AVAILABLE RECORDS below:

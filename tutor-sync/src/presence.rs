//! Online-user tracking.
//!
//! ```text
//! online_users {users}        ──► replace_all()   (full set)
//! presence_update {online}    ──► add_user()      (idempotent)
//! presence_update {offline}   ──► remove_user()   (absent id = no-op)
//! ```
//!
//! Whatever event arrived last wins; there is no timestamp arbitration.

use std::collections::HashMap;

use crate::protocol::{InboundFrame, OnlineUser, PresenceStatus, UserId};

/// What a presence event changed.
#[derive(Debug, Clone, PartialEq)]
pub enum PresenceChange {
    /// The whole set was replaced; carries the new size.
    Replaced(usize),
    /// A user came online (first time seen since they were last removed).
    Joined(OnlineUser),
    /// A user went offline.
    Left(UserId),
    /// The event did not change the set.
    Unchanged,
}

/// The set of currently-online peers, keyed by user id.
#[derive(Debug, Default)]
pub struct PresenceTracker {
    online: HashMap<UserId, OnlineUser>,
}

impl PresenceTracker {
    pub fn new() -> Self {
        Self::default()
    }

    /// Replace the set with a full snapshot.
    pub fn replace_all(&mut self, users: Vec<OnlineUser>) -> PresenceChange {
        self.online = users.into_iter().map(|u| (u.id, u)).collect();
        PresenceChange::Replaced(self.online.len())
    }

    /// Mark a user online. Adding an already-present user refreshes their
    /// profile but is otherwise a no-op.
    pub fn add_user(&mut self, user: OnlineUser) -> PresenceChange {
        match self.online.insert(user.id, user.clone()) {
            Some(_) => PresenceChange::Unchanged,
            None => PresenceChange::Joined(user),
        }
    }

    /// Mark a user offline. Removing an absent id does nothing.
    pub fn remove_user(&mut self, id: UserId) -> PresenceChange {
        match self.online.remove(&id) {
            Some(_) => PresenceChange::Left(id),
            None => PresenceChange::Unchanged,
        }
    }

    /// Apply a presence frame. Non-presence frames are ignored.
    pub fn apply(&mut self, frame: &InboundFrame) -> PresenceChange {
        match frame {
            InboundFrame::OnlineUsers { users } => self.replace_all(users.clone()),
            InboundFrame::PresenceUpdate { user, status: PresenceStatus::Online } => {
                self.add_user(user.clone())
            }
            InboundFrame::PresenceUpdate { user, status: PresenceStatus::Offline } => {
                self.remove_user(user.id)
            }
            _ => PresenceChange::Unchanged,
        }
    }

    pub fn is_online(&self, id: UserId) -> bool {
        self.online.contains_key(&id)
    }

    pub fn get(&self, id: UserId) -> Option<&OnlineUser> {
        self.online.get(&id)
    }

    /// Online users ordered by id.
    pub fn online_users(&self) -> Vec<OnlineUser> {
        let mut users: Vec<OnlineUser> = self.online.values().cloned().collect();
        users.sort_by_key(|u| u.id);
        users
    }

    pub fn len(&self) -> usize {
        self.online.len()
    }

    pub fn is_empty(&self) -> bool {
        self.online.is_empty()
    }

    /// Forget everyone (channel disposed).
    pub fn clear(&mut self) {
        self.online.clear();
    }
}
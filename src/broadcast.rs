//! Broadcast composition: look up the group, render the body, send one
//! message to every member.

use anyhow::Context;
use pulldown_cmark::{html, Event, Options, Parser};

use crate::domain::{GroupName, MessageFormat};
use crate::email_client::EmailClient;
use crate::error::error_chain_fmt;
use crate::groups::group_members;
use crate::store::KeyValueStore;

pub struct BroadcastRequest {
    pub group_name: String,
    pub subject: String,
    pub message: String,
    pub format: MessageFormat,
}

#[derive(thiserror::Error)]
pub enum BroadcastError {
    #[error("No recipients found for group {0}")]
    NoRecipients(String),

    #[error(transparent)]
    UnexpectedError(#[from] anyhow::Error),
}

impl std::fmt::Debug for BroadcastError {
    fn fmt(&self, f: &mut std::fmt::Formatter<'_>) -> std::fmt::Result {
        error_chain_fmt(self, f)
    }
}

pub fn render_body(message: &str, format: MessageFormat) -> String {
    match format {
        MessageFormat::Plain => message.to_owned(),
        MessageFormat::Markdown => {
            // Raw HTML in the source is shown as text, never passed through.
            let parser = Parser::new_ext(message, Options::empty()).map(|event| match event {
                Event::Html(raw) | Event::InlineHtml(raw) => Event::Text(raw),
                other => other,
            });
            let mut rendered = String::with_capacity(message.len() * 3 / 2);
            html::push_html(&mut rendered, parser);
            rendered
        },
    }
}

/// Sends the broadcast and returns how many recipients it was addressed to.
#[tracing::instrument(
    name = "Broadcasting to a group",
    skip(store, email_client, request),
    fields(group = %request.group_name, format = ?request.format)
)]
pub async fn broadcast(
    store: &dyn KeyValueStore,
    email_client: &EmailClient,
    request: &BroadcastRequest,
) -> Result<usize, BroadcastError> {
    let Ok(name) = GroupName::parse(&request.group_name) else {
        return Err(BroadcastError::NoRecipients(request.group_name.clone()));
    };

    let recipients = group_members(store, &name)
        .await
        .context("Failed to look up group members")?
        .unwrap_or_default();
    if recipients.is_empty() {
        return Err(BroadcastError::NoRecipients(name.to_string()));
    }

    let html_content = render_body(&request.message, request.format);
    email_client
        .send_email(&recipients, &request.subject, &html_content)
        .await
        .with_context(|| format!("Failed to send broadcast to group {name}"))?;

    tracing::info!(
        recipient_count = recipients.len(),
        "Broadcast sent to group '{}'",
        name
    );
    Ok(recipients.len())
}
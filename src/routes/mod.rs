mod admin_panel;
mod broadcast;
mod create_group;
mod logs;

pub use admin_panel::admin_panel;
pub use broadcast::broadcast_email;
pub use create_group::create_group;
pub use logs::download_logs;
use std::sync::Arc;

use async_trait::async_trait;
use lettre::message::{Mailbox, MultiPart, SinglePart};
use lettre::{AsyncSmtpTransport, AsyncTransport, Message, Tokio1Executor};

#[derive(Debug, thiserror::Error)]
pub enum MailError {
    #[error("Invalid email address")]
    InvalidAddress(#[from] lettre::address::AddressError),

    #[error("Failed to build the email")]
    Build(#[from] lettre::error::Error),

    #[error("SMTP delivery failed")]
    Smtp(#[from] lettre::transport::smtp::Error),
}

/// Hands a finished message to a mail relay.
#[async_trait]
pub trait MailTransport: Send + Sync {
    async fn deliver(&self, message: Message) -> Result<(), MailError>;
}

#[async_trait]
impl MailTransport for AsyncSmtpTransport<Tokio1Executor> {
    async fn deliver(&self, message: Message) -> Result<(), MailError> {
        self.send(message).await?;
        Ok(())
    }
}

pub struct EmailClient {
    transport: Arc<dyn MailTransport>,
    sender: Mailbox,
}

impl EmailClient {
    pub fn new(transport: Arc<dyn MailTransport>, sender: Mailbox) -> Self {
        Self { transport, sender }
    }

    /// Sends one message addressed to every recipient at once. All addresses
    /// share a single `To` header and are visible to each other.
    #[tracing::instrument(
        name = "Sending email",
        skip(self, recipients, html_content),
        fields(recipient_count = recipients.len())
    )]
    pub async fn send_email(
        &self,
        recipients: &[String],
        subject: &str,
        html_content: &str,
    ) -> Result<(), MailError> {
        let message = self.compose(recipients, subject, html_content)?;
        self.transport.deliver(message).await
    }

    fn compose(
        &self,
        recipients: &[String],
        subject: &str,
        html_content: &str,
    ) -> Result<Message, MailError> {
        let mut builder = Message::builder()
            .from(self.sender.clone())
            .subject(subject);
        for recipient in recipients {
            builder = builder.to(recipient.parse::<Mailbox>()?);
        }

        let body = MultiPart::mixed().singlepart(SinglePart::html(html_content.to_owned()));
        Ok(builder.multipart(body)?)
    }
}
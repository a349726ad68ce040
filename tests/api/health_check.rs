use crate::helpers::spawn_app;

#[tokio::test]
async fn health_check_works() {
    let app = spawn_app().await;

    let response = app
        .api_client
        .get(format!("http://{}/health_check", app.address))
        .send()
        .await
        .expect("Failed to execute request.");

    assert!(response.status().is_success());
    assert_eq!(response.content_length(), Some(0));
}
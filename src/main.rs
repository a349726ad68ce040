use anyhow::Context;
use group_mailer::app::build;
use group_mailer::config::get_configuration;
use group_mailer::telemetry::{open_log_file, setup_tracing};
use tracing_subscriber::fmt::writer::MakeWriterExt;

#[tokio::main]
async fn main() -> anyhow::Result<()> {
    let configuration = get_configuration().context("Failed to read configuration")?;

    let log_file = open_log_file(&configuration.logging.file).with_context(|| {
        format!(
            "Failed to open log file {}",
            configuration.logging.file.display()
        )
    })?;
    setup_tracing("group_mailer", "info", std::io::stdout.and(log_file));

    let server = build(&configuration)?;
    tracing::info!(address = %server.local_addr(), "Admin panel listening");
    server.await?;
    Ok(())
}
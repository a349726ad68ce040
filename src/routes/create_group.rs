use std::sync::Arc;

use axum::extract::{Form, State};
use axum::response::Redirect;
use serde::Deserialize;

use crate::app::AppState;
use crate::groups::{create_or_replace_group, CreateGroupError};

#[derive(Deserialize)]
pub struct FormData {
    name: String,
    emails: String,
}

/// Always lands back on the admin panel; the outcome only shows up in the log.
#[tracing::instrument(name = "Create group", skip(state, form), fields(group = %form.name))]
pub async fn create_group(
    State(state): State<Arc<AppState>>,
    Form(form): Form<FormData>,
) -> Redirect {
    match create_or_replace_group(state.store.as_ref(), &form.name, &form.emails).await {
        Ok(_) => {},
        Err(e @ CreateGroupError::ValidationError(_)) => {
            tracing::warn!(error = %e, "Rejected group");
        },
        Err(e) => {
            tracing::error!(error = ?e, "Error creating group");
        },
    }

    Redirect::to("/")
}
mod admin_panel;
mod create_group;
mod health_check;
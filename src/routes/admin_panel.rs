use std::collections::BTreeMap;
use std::sync::Arc;

use anyhow::Context;
use askama::Template;
use axum::extract::State;
use axum::http::StatusCode;
use axum::response::{Html, IntoResponse, Response};
use axum::Json;

use crate::app::AppState;
use crate::domain::{MAX_MEMBERS, MIN_MEMBERS};
use crate::error::error_chain_fmt;
use crate::groups::list_groups;

#[derive(Template)]
#[template(path = "index.html")]
struct AdminPanelTemplate {
    groups: BTreeMap<String, Vec<String>>,
    min_members: usize,
    max_members: usize,
}

#[derive(thiserror::Error)]
pub enum AdminPanelError {
    #[error(transparent)]
    UnexpectedError(#[from] anyhow::Error),
}

impl std::fmt::Debug for AdminPanelError {
    fn fmt(&self, f: &mut std::fmt::Formatter<'_>) -> std::fmt::Result {
        error_chain_fmt(self, f)
    }
}

impl IntoResponse for AdminPanelError {
    fn into_response(self) -> Response {
        tracing::error!(error = ?self, "Error loading admin panel");
        (
            StatusCode::INTERNAL_SERVER_ERROR,
            Json(serde_json::json!({ "error": "Something went wrong!" })),
        )
            .into_response()
    }
}

#[tracing::instrument(name = "Render admin panel", skip(state))]
pub async fn admin_panel(
    State(state): State<Arc<AppState>>,
) -> Result<Html<String>, AdminPanelError> {
    let groups = list_groups(state.store.as_ref()).await?;
    let page = AdminPanelTemplate {
        groups,
        min_members: MIN_MEMBERS,
        max_members: MAX_MEMBERS,
    }
    .render()
    .context("Failed to render the admin panel template")?;

    Ok(Html(page))
}
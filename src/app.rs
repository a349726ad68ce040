use std::net::SocketAddr;
use std::path::PathBuf;
use std::sync::Arc;

use anyhow::Context;
use axum::routing::{get, post, IntoMakeService};
use axum::{Router, Server};
use hyper::server::conn::AddrIncoming;
use hyper::{Body, Request};
use tower::ServiceBuilder;
use tower_http::trace::TraceLayer;
use uuid::Uuid;

use crate::config::Settings;
use crate::email_client::EmailClient;
use crate::routes::{admin_panel, broadcast_email, create_group, download_logs};
use crate::store::KeyValueStore;

pub type AppServer = Server<AddrIncoming, IntoMakeService<Router>>;

/// Everything a handler needs, built once at startup.
pub struct AppState {
    pub store: Arc<dyn KeyValueStore>,
    pub email_client: EmailClient,
    pub log_file: PathBuf,
}

pub fn build(config: &Settings) -> Result<AppServer, anyhow::Error> {
    let store = config
        .store
        .build_store()
        .context("Failed to set up the key-value store")?;
    let transport = config
        .email_client
        .smtp_transport()
        .context("Failed to set up the SMTP transport")?;
    let sender = config
        .email_client
        .sender()
        .context("Invalid sender email address")?;

    let state = AppState {
        store,
        email_client: EmailClient::new(Arc::new(transport), sender),
        log_file: config.logging.file.clone(),
    };

    let address = config
        .application
        .address()
        .context("Invalid application address")?;
    Ok(run(address, state)?)
}

pub fn run(address: SocketAddr, state: AppState) -> hyper::Result<AppServer> {
    let app = Router::new()
        .route("/", get(admin_panel))
        .route("/create_group/", post(create_group))
        .route("/broadcast/", post(broadcast_email))
        .route("/logs/", get(download_logs))
        .route("/health_check", get(|| async {}))
        .with_state(Arc::new(state))
        .layer(ServiceBuilder::new().layer(
            TraceLayer::new_for_http().make_span_with(|request: &Request<Body>| {
                let request_id = Uuid::new_v4();
                tracing::info_span!(
                    "request",
                    %request_id,
                    method = %request.method(),
                    uri = %request.uri(),
                    version = ?request.version(),
                )
            }),
        ));

    Ok(Server::try_bind(&address)?.serve(app.into_make_service()))
}
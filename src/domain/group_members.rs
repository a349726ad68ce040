pub const MIN_MEMBERS: usize = 4;
pub const MAX_MEMBERS: usize = 5;

/// Ordered member addresses of a group, between [`MIN_MEMBERS`] and
/// [`MAX_MEMBERS`] inclusive.
#[derive(Debug, Clone, PartialEq, Eq)]
pub struct GroupMembers(Vec<String>);

impl GroupMembers {
    /// Parses a comma-separated list. Pieces are trimmed and empty pieces
    /// dropped before the size check. Address syntax is left to the relay.
    pub fn parse(raw: &str) -> Result<Self, String> {
        let emails: Vec<String> = raw
            .split(',')
            .map(str::trim)
            .filter(|email| !email.is_empty())
            .map(ToOwned::to_owned)
            .collect();

        if !(MIN_MEMBERS..=MAX_MEMBERS).contains(&emails.len()) {
            return Err(format!(
                "Group must have {MIN_MEMBERS}-{MAX_MEMBERS} members, got {}.",
                emails.len()
            ));
        }

        Ok(Self(emails))
    }
}

impl AsRef<[String]> for GroupMembers {
    fn as_ref(&self) -> &[String] {
        &self.0
    }
}
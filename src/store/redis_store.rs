use async_trait::async_trait;
use redis::{AsyncCommands, Client, IntoConnectionInfo};

use super::{KeyValueStore, StoreError};

/// Redis backed store. The client is built once; every call opens its own
/// multiplexed connection and drops it when done.
#[derive(Debug)]
pub struct RedisStore {
    client: Client,
}

impl RedisStore {
    pub fn new(url: &str, password: Option<String>) -> Result<Self, StoreError> {
        let mut connection_info = url.into_connection_info()?;
        if password.is_some() {
            connection_info.redis.password = password;
        }

        Ok(Self {
            client: Client::open(connection_info)?,
        })
    }
}

#[async_trait]
impl KeyValueStore for RedisStore {
    #[tracing::instrument(name = "Redis GET", skip(self))]
    async fn get(&self, key: &str) -> Result<Option<String>, StoreError> {
        let mut connection = self.client.get_multiplexed_async_connection().await?;
        let value: Option<String> = connection.get(key).await?;
        Ok(value)
    }

    #[tracing::instrument(name = "Redis SET", skip(self, value))]
    async fn set(&self, key: &str, value: &str) -> Result<(), StoreError> {
        let mut connection = self.client.get_multiplexed_async_connection().await?;
        connection.set::<_, _, ()>(key, value).await?;
        Ok(())
    }

    #[tracing::instrument(name = "Redis KEYS", skip(self))]
    async fn keys(&self, pattern: &str) -> Result<Vec<String>, StoreError> {
        let mut connection = self.client.get_multiplexed_async_connection().await?;
        let keys: Vec<String> = connection.keys(pattern).await?;
        Ok(keys)
    }

    #[tracing::instrument(name = "Redis EXISTS", skip(self))]
    async fn exists(&self, key: &str) -> Result<bool, StoreError> {
        let mut connection = self.client.get_multiplexed_async_connection().await?;
        let exists: bool = connection.exists(key).await?;
        Ok(exists)
    }
}
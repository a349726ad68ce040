use std::sync::Arc;

use group_mailer::store::KeyValueStore;

use crate::helpers::{spawn_app, spawn_app_with, RecordingTransport, UnreachableStore};

#[tokio::test]
async fn admin_panel_renders_with_no_groups() {
    let app = spawn_app().await;

    let response = app.get_admin_panel().await;

    assert_eq!(response.status().as_u16(), 200);
    let html = response.text().await.unwrap();
    assert!(html.contains("No groups yet."));
    assert!(html.contains(r#"action="/create_group/""#));
    assert!(html.contains(r#"action="/broadcast/""#));
}

#[tokio::test]
async fn admin_panel_lists_stored_groups_and_members() {
    let app = spawn_app().await;
    app.create_group(
        "book-club",
        &["a@example.com", "b@example.com", "c@example.com", "d@example.com"],
    )
    .await;

    let html = app.get_admin_panel().await.text().await.unwrap();

    assert!(html.contains("book-club"));
    assert!(html.contains("(4 members)"));
    assert!(html.contains("d@example.com"));
    assert!(!html.contains("group:book-club"));
}

#[tokio::test]
async fn admin_panel_escapes_group_names() {
    let app = spawn_app().await;
    app.create_group(
        "<script>",
        &["a@example.com", "b@example.com", "c@example.com", "d@example.com"],
    )
    .await;

    let html = app.get_admin_panel().await.text().await.unwrap();

    assert!(!html.contains("<script>"));
    assert!(html.contains("&lt;script&gt;"));
}

#[tokio::test]
async fn admin_panel_returns_a_json_error_when_the_store_is_down() {
    let app = spawn_app_with(
        Arc::new(UnreachableStore),
        Arc::new(RecordingTransport::default()),
        None,
    )
    .await;

    let response = app.get_admin_panel().await;

    assert_eq!(response.status().as_u16(), 500);
    let body: serde_json::Value = response.json().await.unwrap();
    assert_eq!(body["error"], "Something went wrong!");
}

#[tokio::test]
async fn admin_panel_returns_a_json_error_on_a_corrupt_record() {
    let app = spawn_app().await;
    app.store.set("group:broken", "not json").await.unwrap();

    let response = app.get_admin_panel().await;

    assert_eq!(response.status().as_u16(), 500);
}
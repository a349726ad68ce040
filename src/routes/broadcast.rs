use std::sync::Arc;

use axum::extract::{Form, State};
use axum::response::Redirect;
use serde::Deserialize;

use crate::app::AppState;
use crate::broadcast::{broadcast, BroadcastError, BroadcastRequest};

#[derive(Deserialize)]
pub struct FormData {
    group_name: String,
    subject: String,
    message: String,
    format_type: String,
}

impl From<FormData> for BroadcastRequest {
    fn from(form: FormData) -> Self {
        Self {
            format: form.format_type.as_str().into(),
            group_name: form.group_name,
            subject: form.subject,
            message: form.message,
        }
    }
}

/// Always lands back on the admin panel; the outcome only shows up in the log.
#[tracing::instrument(name = "Broadcast email", skip(state, form), fields(group = %form.group_name))]
pub async fn broadcast_email(
    State(state): State<Arc<AppState>>,
    Form(form): Form<FormData>,
) -> Redirect {
    let request = BroadcastRequest::from(form);
    match broadcast(state.store.as_ref(), &state.email_client, &request).await {
        Ok(_) => {},
        Err(e @ BroadcastError::NoRecipients(_)) => {
            tracing::warn!(error = %e, "Broadcast failed");
        },
        Err(e) => {
            tracing::error!(error = ?e, "Error sending broadcast");
        },
    }

    Redirect::to("/")
}
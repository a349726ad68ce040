pub fn error_chain_fmt(
    e: &impl std::error::Error,
    f: &mut std::fmt::Formatter<'_>,
) -> std::fmt::Result {
    writeln!(f, "{e}\n")?;
    let mut current = e.source();
    while let Some(cause) = current {
        writeln!(f, "Caused by:\n\t{cause}")?;
        current = cause.source();
    }
    Ok(())
}
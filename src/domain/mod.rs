mod group_members;
mod group_name;
mod message_format;

pub use group_members::{GroupMembers, MAX_MEMBERS, MIN_MEMBERS};
pub use group_name::GroupName;
pub use message_format::MessageFormat;
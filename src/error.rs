// src/error.rs
//! Application error types with structured error handling.
//!
//! Each variant names the failure class the sync loop reacts to: a
//! transport or query failure aborts a table, a transform or write failure
//! aborts only one page, everything else is surfaced at startup.

use std::fmt;
use thiserror::Error;

/// Notion API error codes as a typed vocabulary.
#[derive(Debug, Clone, PartialEq, Eq)]
pub enum NotionErrorCode {
    /// API rate limit exceeded
    RateLimited,
    /// The requested object does not exist or is inaccessible
    ObjectNotFound,
    /// API key is invalid or expired
    Unauthorized,
    /// API key lacks permission for this resource
    RestrictedResource,
    /// Request body contains invalid JSON
    InvalidJson,
    /// Request parameters failed Notion's validation (bad filter or cursor)
    ValidationFailed,
    /// Conflict with current state of the resource
    Conflict,
    /// Notion internal server error
    InternalError,
    /// Notion is temporarily unavailable
    ServiceUnavailable,
    /// HTTP status code fallback when the error body is unparseable
    HttpStatus(u16),
    /// An error code this client doesn't recognize yet
    Unknown(String),
}

impl NotionErrorCode {
    /// Parse a Notion API error code string into the typed vocabulary.
    pub fn from_api_response(code: &str) -> Self {
        match code {
            "rate_limited" => Self::RateLimited,
            "object_not_found" => Self::ObjectNotFound,
            "unauthorized" => Self::Unauthorized,
            "restricted_resource" => Self::RestrictedResource,
            "invalid_json" => Self::InvalidJson,
            "validation_error" => Self::ValidationFailed,
            "conflict_error" => Self::Conflict,
            "internal_server_error" => Self::InternalError,
            "service_unavailable" => Self::ServiceUnavailable,
            other => Self::Unknown(other.to_string()),
        }
    }

    /// Create from an HTTP status code when the error body is unparseable.
    pub fn from_http_status(status: u16) -> Self {
        Self::HttpStatus(status)
    }

    /// Whether Notion rejected the shape of the request itself.
    pub fn is_query_rejection(&self) -> bool {
        matches!(
            self,
            Self::ValidationFailed | Self::InvalidJson | Self::HttpStatus(400)
        )
    }
}

impl fmt::Display for NotionErrorCode {
    fn fmt(&self, f: &mut fmt::Formatter<'_>) -> fmt::Result {
        match self {
            Self::RateLimited => write!(f, "rate_limited"),
            Self::ObjectNotFound => write!(f, "object_not_found"),
            Self::Unauthorized => write!(f, "unauthorized"),
            Self::RestrictedResource => write!(f, "restricted_resource"),
            Self::InvalidJson => write!(f, "invalid_json"),
            Self::ValidationFailed => write!(f, "validation_error"),
            Self::Conflict => write!(f, "conflict_error"),
            Self::InternalError => write!(f, "internal_server_error"),
            Self::ServiceUnavailable => write!(f, "service_unavailable"),
            Self::HttpStatus(code) => write!(f, "http_{}", code),
            Self::Unknown(code) => write!(f, "{}", code),
        }
    }
}

/// A source record could not be mapped into a destination row.
#[derive(Error, Debug, Clone, PartialEq, Eq)]
pub enum TransformError {
    #[error("Record {record} is missing required field '{field}'")]
    MissingField { record: String, field: String },

    #[error("Record {record} has unexpected shape for '{field}': expected {expected}")]
    UnexpectedShape {
        record: String,
        field: String,
        expected: &'static str,
    },
}

/// Main application error type.
#[derive(Error, Debug)]
pub enum AppError {
    #[error("Missing configuration: {0}")]
    MissingConfiguration(String),

    #[error(transparent)]
    Validation(#[from] crate::types::ValidationError),

    #[error("Network failure: {0}")]
    Transport(#[from] reqwest::Error),

    #[error("Notion rejected the query ({code}): {message}")]
    Query {
        code: NotionErrorCode,
        message: String,
    },

    #[error("Notion API returned an error ({code}): {message}")]
    NotionService {
        code: NotionErrorCode,
        message: String,
        request_id: Option<String>,
    },

    #[error("Supabase rejected write to '{table}' (HTTP {status}): {message}")]
    Write {
        table: String,
        status: u16,
        message: String,
    },

    #[error("Supabase read from '{table}' failed (HTTP {status}): {message}")]
    Destination {
        table: String,
        status: u16,
        message: String,
    },

    #[error("Malformed response: {0}")]
    MalformedResponse(String),

    #[error("Notification failed: {0}")]
    Notification(String),

    #[error("IO error: {0}")]
    Io(#[from] std::io::Error),
}

impl AppError {
    /// Builds the Notion-side error for a decoded error body.
    pub fn from_notion_error(code: &str, message: String, request_id: Option<String>) -> Self {
        let code = NotionErrorCode::from_api_response(code);
        if code.is_query_rejection() {
            AppError::Query { code, message }
        } else {
            AppError::NotionService {
                code,
                message,
                request_id,
            }
        }
    }
}

impl From<serde_json::Error> for AppError {
    fn from(err: serde_json::Error) -> Self {
        AppError::MalformedResponse(err.to_string())
    }
}
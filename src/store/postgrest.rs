// src/store/postgrest.rs
//! Supabase REST (PostgREST) client.

use crate::api::client::{extract_response_text, ApiResponse};
use crate::api::parser::preview;
use crate::error::AppError;
use crate::model::DestinationRow;
use crate::types::{SecretKey, TableName, ValidatedUrl};
use reqwest::{header, Client};
use std::time::Duration;

/// Upserts merge on conflict and skip echoing the written rows back.
const UPSERT_PREFER: &str = "resolution=merge-duplicates,return=minimal";

/// A reqwest client bound to one Supabase project.
#[derive(Clone)]
pub struct SupabaseClient {
    client: Client,
    rest_url: String,
    on_conflict: Option<String>,
}

impl SupabaseClient {
    /// Creates a client authenticated with the project's API key.
    ///
    /// `on_conflict` names the natural-key column(s) upserts merge on; when
    /// absent PostgREST merges on the table's primary key.
    pub fn new(
        project_url: &ValidatedUrl,
        key: &SecretKey,
        on_conflict: Option<String>,
        timeout: Duration,
    ) -> Result<Self, AppError> {
        let client = Client::builder()
            .default_headers(Self::create_headers(key)?)
            .timeout(timeout)
            .build()?;
        Ok(Self {
            client,
            rest_url: format!("{}/rest/v1", project_url.base()),
            on_conflict,
        })
    }

    fn create_headers(key: &SecretKey) -> Result<header::HeaderMap, AppError> {
        let invalid = |e: header::InvalidHeaderValue| {
            AppError::MissingConfiguration(format!("Invalid Supabase key format: {}", e))
        };

        let mut headers = header::HeaderMap::new();
        headers.insert("apikey", header::HeaderValue::from_str(key.as_str()).map_err(invalid)?);
        headers.insert(
            header::AUTHORIZATION,
            header::HeaderValue::from_str(&format!("Bearer {}", key.as_str())).map_err(invalid)?,
        );
        headers.insert(
            header::CONTENT_TYPE,
            header::HeaderValue::from_static("application/json"),
        );
        Ok(headers)
    }

    fn table_url(&self, table: &TableName) -> String {
        format!("{}/{}", self.rest_url, table.as_str())
    }
}

#[async_trait::async_trait]
impl super::DestinationStore for SupabaseClient {
    async fn upsert(&self, table: &TableName, rows: &[DestinationRow]) -> Result<(), AppError> {
        let mut request = self
            .client
            .post(self.table_url(table))
            .header("Prefer", UPSERT_PREFER)
            .json(rows);
        if let Some(key) = &self.on_conflict {
            request = request.query(&[("on_conflict", key.as_str())]);
        }

        log::debug!("POST {} ({} rows)", self.table_url(table), rows.len());
        let result = extract_response_text(request.send().await?).await?;
        if result.status.is_success() {
            Ok(())
        } else {
            let (status, message) = describe_failure(&result);
            Err(AppError::Write {
                table: table.to_string(),
                status,
                message,
            })
        }
    }

    async fn select_sample(
        &self,
        table: &TableName,
        limit: usize,
    ) -> Result<Vec<serde_json::Value>, AppError> {
        let limit = limit.to_string();
        let request = self
            .client
            .get(self.table_url(table))
            .query(&[("select", "*"), ("limit", limit.as_str())]);

        log::debug!("GET {} (limit {})", self.table_url(table), limit);
        let result = extract_response_text(request.send().await?).await?;
        if !result.status.is_success() {
            let (status, message) = describe_failure(&result);
            return Err(AppError::Destination {
                table: table.to_string(),
                status,
                message,
            });
        }

        Ok(serde_json::from_str(&result.data)?)
    }
}

/// Pulls PostgREST's `message` out of an error body, falling back to the raw text.
fn describe_failure(result: &ApiResponse<String>) -> (u16, String) {
    let message = serde_json::from_str::<serde_json::Value>(&result.data)
        .ok()
        .and_then(|body| body.get("message").and_then(|m| m.as_str()).map(String::from))
        .unwrap_or_else(|| preview(&result.data));
    (result.status.as_u16(), message)
}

End of AVAILABLE RECORDS.

→ **TASK DIRECTIONS**: In the records above, some lines hold the word "cause"; copy each such line.

→ **REPLY TO THE EXERCISE**:
    while let Some(cause) = current {
        writeln!(f, "Caused by:\n\t{cause}")?;
        current = cause.source();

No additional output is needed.